On December 7, 2018, Organic Law 3/2018, of December 5, on Data Protection and Guarantee of Digital Rights came into force in Spain. The new Law adapts the EU GDPR to Spanish legislation and repeals the previous Organic Law 15/1999.

The Law introduces several novelties and facilitates that citizens can exercise their rights by requiring that easily accessible means be used.

The main novelty presented by the Law is the evolution of a model based on the control of compliance that is now based on the principle of active responsibility, which requires a prior assessment by the controller or by the processor of the treatment of the risk generated by the treatment of personal data to adopt appropriate measures.

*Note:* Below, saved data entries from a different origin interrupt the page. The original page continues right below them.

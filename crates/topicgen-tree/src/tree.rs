//! The topic hierarchy.

use std::fs;
use std::io::Write;
use std::path::Path;

use tracing::{debug, info, instrument};

use crate::error::TreeError;
use crate::types::{normalize_name, NodeId, TopicNode};

const ROOT: NodeId = NodeId(0);

/// Result of recording an observed level-1 topic.
#[derive(Debug, Clone, Copy, PartialEq, Eq)]
pub enum Observation {
    /// No duplicate existed; a node was appended under the root
    Added(NodeId),
    /// The first duplicate had its count incremented
    Merged { id: NodeId, count: u32 },
}

impl Observation {
    pub fn is_new(&self) -> bool {
        matches!(self, Observation::Added(_))
    }
}

/// Append-only topic hierarchy.
///
/// Nodes are stored in an arena; `children` and `parent` are indices into
/// it. The root sentinel (level 0) owns all level-1 topics.
#[derive(Debug, Clone)]
pub struct TopicTree {
    nodes: Vec<TopicNode>,
}

impl Default for TopicTree {
    fn default() -> Self {
        Self::new()
    }
}

impl TopicTree {
    /// Create an empty tree holding only the root sentinel.
    pub fn new() -> Self {
        Self {
            nodes: vec![TopicNode::new(
                0,
                "Topics".to_string(),
                String::new(),
                0,
                None,
            )],
        }
    }

    /// The root sentinel.
    pub fn root(&self) -> NodeId {
        ROOT
    }

    /// Look up a node.
    pub fn node(&self, id: NodeId) -> Option<&TopicNode> {
        self.nodes.get(id.0)
    }

    /// Children of a node, in insertion order.
    pub fn children(&self, id: NodeId) -> &[NodeId] {
        self.nodes
            .get(id.0)
            .map(|n| n.children.as_slice())
            .unwrap_or(&[])
    }

    /// Number of topics, excluding the root.
    pub fn len(&self) -> usize {
        self.nodes.len() - 1
    }

    pub fn is_empty(&self) -> bool {
        self.len() == 0
    }

    /// Depth-first, insertion-order walk over every topic (root excluded).
    pub fn iter(&self) -> impl Iterator<Item = (NodeId, &TopicNode)> + '_ {
        let mut stack: Vec<NodeId> = self.children(ROOT).iter().rev().copied().collect();
        std::iter::from_fn(move || {
            let id = stack.pop()?;
            let node = &self.nodes[id.0];
            stack.extend(node.children.iter().rev().copied());
            Some((id, node))
        })
    }

    /// Append a seed topic with a count of 0.
    ///
    /// Level-1 seeds attach to the root. Deeper seeds attach to the most
    /// recently inserted node one level up.
    pub fn insert_seed(
        &mut self,
        level: u32,
        name: &str,
        description: &str,
    ) -> Result<NodeId, TreeError> {
        let parent = if level == 1 {
            ROOT
        } else {
            self.nodes
                .iter()
                .enumerate()
                .rev()
                .find(|(_, n)| level > 0 && n.level == level - 1)
                .map(|(i, _)| NodeId(i))
                .ok_or(TreeError::InvalidLevel {
                    level,
                    parent_level: level.saturating_sub(1),
                })?
        };
        self.add_node(level, name, 0, description, parent)
    }

    /// Find existing topics at `level` whose normalized name equals `name`'s.
    ///
    /// Results are in tree order; callers merge into the first.
    pub fn find_duplicates(&self, name: &str, level: u32) -> Vec<NodeId> {
        let needle = normalize_name(name);
        self.iter()
            .filter(|(_, n)| n.level == level && normalize_name(&n.name) == needle)
            .map(|(id, _)| id)
            .collect()
    }

    /// First topic at `level` matching `name`.
    pub fn get_by_name(&self, name: &str, level: u32) -> Option<&TopicNode> {
        self.find_duplicates(name, level)
            .first()
            .and_then(|id| self.node(*id))
    }

    /// Append a child under `parent`.
    ///
    /// `level` must be exactly one below the parent's level.
    pub fn add_node(
        &mut self,
        level: u32,
        name: &str,
        count: u32,
        description: &str,
        parent: NodeId,
    ) -> Result<NodeId, TreeError> {
        let parent_level = self
            .nodes
            .get(parent.0)
            .map(|n| n.level)
            .ok_or(TreeError::UnknownNode(parent.0))?;
        if level != parent_level + 1 {
            return Err(TreeError::InvalidLevel {
                level,
                parent_level,
            });
        }

        let id = NodeId(self.nodes.len());
        self.nodes.push(TopicNode::new(
            level,
            name.trim().to_string(),
            description.trim().to_string(),
            count,
            Some(parent),
        ));
        self.nodes[parent.0].children.push(id);
        debug!(%id, level, name, "Added topic node");
        Ok(id)
    }

    /// Increment a topic's count, returning the new value.
    pub fn increment_count(&mut self, id: NodeId) -> Result<u32, TreeError> {
        if id == ROOT {
            return Err(TreeError::UnknownNode(id.0));
        }
        let node = self
            .nodes
            .get_mut(id.0)
            .ok_or(TreeError::UnknownNode(id.0))?;
        node.count = node.count.saturating_add(1);
        Ok(node.count)
    }

    /// Record one observation of a level-1 topic.
    ///
    /// Increments the first duplicate, or appends a new node with count 1.
    pub fn observe(&mut self, name: &str, description: &str) -> Result<Observation, TreeError> {
        match self.find_duplicates(name, 1).first() {
            Some(&id) => {
                let count = self.increment_count(id)?;
                Ok(Observation::Merged { id, count })
            }
            None => {
                let id = self.add_node(1, name, 1, description, ROOT)?;
                Ok(Observation::Added(id))
            }
        }
    }

    /// Flatten to `[level] name (Count: N): description` lines.
    ///
    /// Depth-first in insertion order; output depends only on structure and
    /// current counts.
    pub fn to_topic_list(&self, include_description: bool, include_count: bool) -> Vec<String> {
        self.iter()
            .map(|(_, node)| {
                let mut line = format!("[{}] {}", node.level, node.name);
                if include_count {
                    line.push_str(&format!(" (Count: {})", node.count));
                }
                if include_description {
                    line.push_str(&format!(": {}", node.description));
                }
                line
            })
            .collect()
    }

    /// Write every topic, with description and count, one per line.
    #[instrument(skip(self), fields(topics = self.len()))]
    pub fn to_file(&self, path: &Path) -> Result<(), TreeError> {
        if let Some(parent) = path.parent() {
            if !parent.as_os_str().is_empty() {
                fs::create_dir_all(parent)?;
            }
        }
        let mut file = fs::File::create(path)?;
        for line in self.to_topic_list(true, true) {
            writeln!(file, "{}", line)?;
        }
        file.flush()?;
        info!(path = ?path, "Wrote topic file");
        Ok(())
    }
}

#[cfg(test)]
mod tests {
    use super::*;

    fn seeded() -> TopicTree {
        let mut tree = TopicTree::new();
        tree.insert_seed(1, "Trade", "Mentions the exchange of capital, goods, and services")
            .unwrap();
        tree.insert_seed(1, "Health", "Physical wellbeing").unwrap();
        tree
    }

    #[test]
    fn test_new_tree_is_empty() {
        let tree = TopicTree::new();
        assert!(tree.is_empty());
        assert!(tree.node(tree.root()).unwrap().is_root());
        assert!(tree.to_topic_list(true, true).is_empty());
    }

    #[test]
    fn test_seed_count_zero_and_order() {
        let tree = seeded();
        assert_eq!(tree.len(), 2);
        let names: Vec<_> = tree.iter().map(|(_, n)| n.name.clone()).collect();
        assert_eq!(names, vec!["Trade", "Health"]);
        assert!(tree.iter().all(|(_, n)| n.count == 0));
    }

    #[test]
    fn test_dedup_increments_single_node() {
        let mut tree = TopicTree::new();
        let first = tree.observe("Health", "physical wellbeing").unwrap();
        let second = tree.observe(" HEALTH ", "something else").unwrap();

        assert!(first.is_new());
        assert!(!second.is_new());
        assert_eq!(tree.len(), 1);
        let node = tree.get_by_name("health", 1).unwrap();
        assert_eq!(node.count, 2);
        assert_eq!(node.description, "physical wellbeing");
    }

    #[test]
    fn test_find_duplicates_respects_level() {
        let mut tree = seeded();
        let trade = tree.find_duplicates("trade", 1)[0];
        tree.add_node(2, "Health", 1, "trade in medicine", trade).unwrap();

        assert_eq!(tree.find_duplicates("health", 1).len(), 1);
        assert_eq!(tree.find_duplicates("health", 2).len(), 1);
        assert!(tree.find_duplicates("health", 3).is_empty());
    }

    #[test]
    fn test_add_node_invalid_level() {
        let mut tree = TopicTree::new();
        let root = tree.root();
        let err = tree.add_node(2, "Orphan", 1, "no parent", root).unwrap_err();
        assert!(matches!(
            err,
            TreeError::InvalidLevel {
                level: 2,
                parent_level: 0
            }
        ));
    }

    #[test]
    fn test_add_node_unknown_parent() {
        let mut tree = TopicTree::new();
        let err = tree.add_node(1, "X", 1, "y", NodeId(42)).unwrap_err();
        assert!(matches!(err, TreeError::UnknownNode(42)));
    }

    #[test]
    fn test_increment_root_rejected() {
        let mut tree = TopicTree::new();
        let root = tree.root();
        assert!(tree.increment_count(root).is_err());
    }

    #[test]
    fn test_insert_seed_hierarchy() {
        let mut tree = TopicTree::new();
        tree.insert_seed(1, "Economy", "money").unwrap();
        tree.insert_seed(2, "Inflation", "prices").unwrap();
        tree.insert_seed(1, "Sports", "games").unwrap();
        tree.insert_seed(2, "Football", "soccer").unwrap();

        let list = tree.to_topic_list(false, false);
        assert_eq!(
            list,
            vec!["[1] Economy", "[2] Inflation", "[1] Sports", "[2] Football"]
        );
        let sports = tree.find_duplicates("sports", 1)[0];
        assert_eq!(tree.children(sports).len(), 1);
    }

    #[test]
    fn test_insert_seed_orphan_deep_level() {
        let mut tree = TopicTree::new();
        assert!(tree.insert_seed(3, "Deep", "no parent").is_err());
    }

    #[test]
    fn test_topic_list_formats() {
        let mut tree = seeded();
        tree.observe("Health", "ignored").unwrap();

        assert_eq!(
            tree.to_topic_list(true, true)[1],
            "[1] Health (Count: 1): Physical wellbeing"
        );
        assert_eq!(tree.to_topic_list(true, false)[1], "[1] Health: Physical wellbeing");
        assert_eq!(tree.to_topic_list(false, true)[1], "[1] Health (Count: 1)");
        assert_eq!(tree.to_topic_list(false, false)[1], "[1] Health");
    }

    #[test]
    fn test_topic_list_idempotent() {
        let mut tree = seeded();
        tree.observe("Sports", "games").unwrap();
        tree.observe("Trade", "again").unwrap();

        let first = tree.to_topic_list(true, true);
        let second = tree.to_topic_list(true, true);
        assert_eq!(first, second);
    }

    #[test]
    fn test_count_changes_do_not_reorder() {
        let mut tree = seeded();
        let before = tree.to_topic_list(false, false);
        for _ in 0..5 {
            tree.observe("Health", "x").unwrap();
        }
        assert_eq!(before, tree.to_topic_list(false, false));
    }

    #[test]
    fn test_to_file_writes_lines() {
        let dir = tempfile::TempDir::new().unwrap();
        let path = dir.path().join("out").join("topics.md");
        let tree = seeded();
        tree.to_file(&path).unwrap();

        let content = std::fs::read_to_string(&path).unwrap();
        let lines: Vec<_> = content.lines().collect();
        assert_eq!(lines.len(), 2);
        assert_eq!(lines[1], "[1] Health (Count: 0): Physical wellbeing");
    }
}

It regulates the way in which people should be informed about the treatment of their data in the Internet, requiring a system of information by layers that allows the citizen to know in a clear and simple way the information about the treatment of their data, being able to access the rest of the information through a link.

The rights of access and, where appropriate, rectification or suppression are specifically recognized by those who have links with deceased persons for family or de facto reasons and their heirs. Unless the deceased had prohibited it.

With regard to minors, the consent can be given at the age of 14 years. Unless a law requires the assistance of the holders of parental authority or guardianship. Minors will also have the right to request the deletion of data provided to social networks or other services of the information society by the minor himself or by third parties.

The Guarantee of Digital Rights is expressly regulated, such as the right to digital education, the right to digital disconnection, the right to be forgotten, and the right to privacy in different areas, such as the use of video surveillance devices and recording of sounds in the workplace, the use of digital devices made available to employees, or the use of geolocation systems in the workplace, among others.

It will also be possible to create anonymous internal complaint systems to inform a private entity, even anonymously, of the commission within it or of the actions of third parties that contract with it, of acts contrary to the regulations. Through this system, companies could be exempt from criminal liability in their actions.

It also includes the regulation of credit information systems (the so-called delinquent files), reducing the maximum period for the inclusion of debts from 6 to 5 years, and a minimum amount of 50 euros is required for the incorporation of debts into debt. these systems.

In addition, the Unfair Competition Law is amended, regulating as aggressive practices those that try to supplant the identity or functions of the Data Protection Agency and those related to the advice known as ‘adaptation to zero cost’ in order to limit assessments of very poor quality to companies.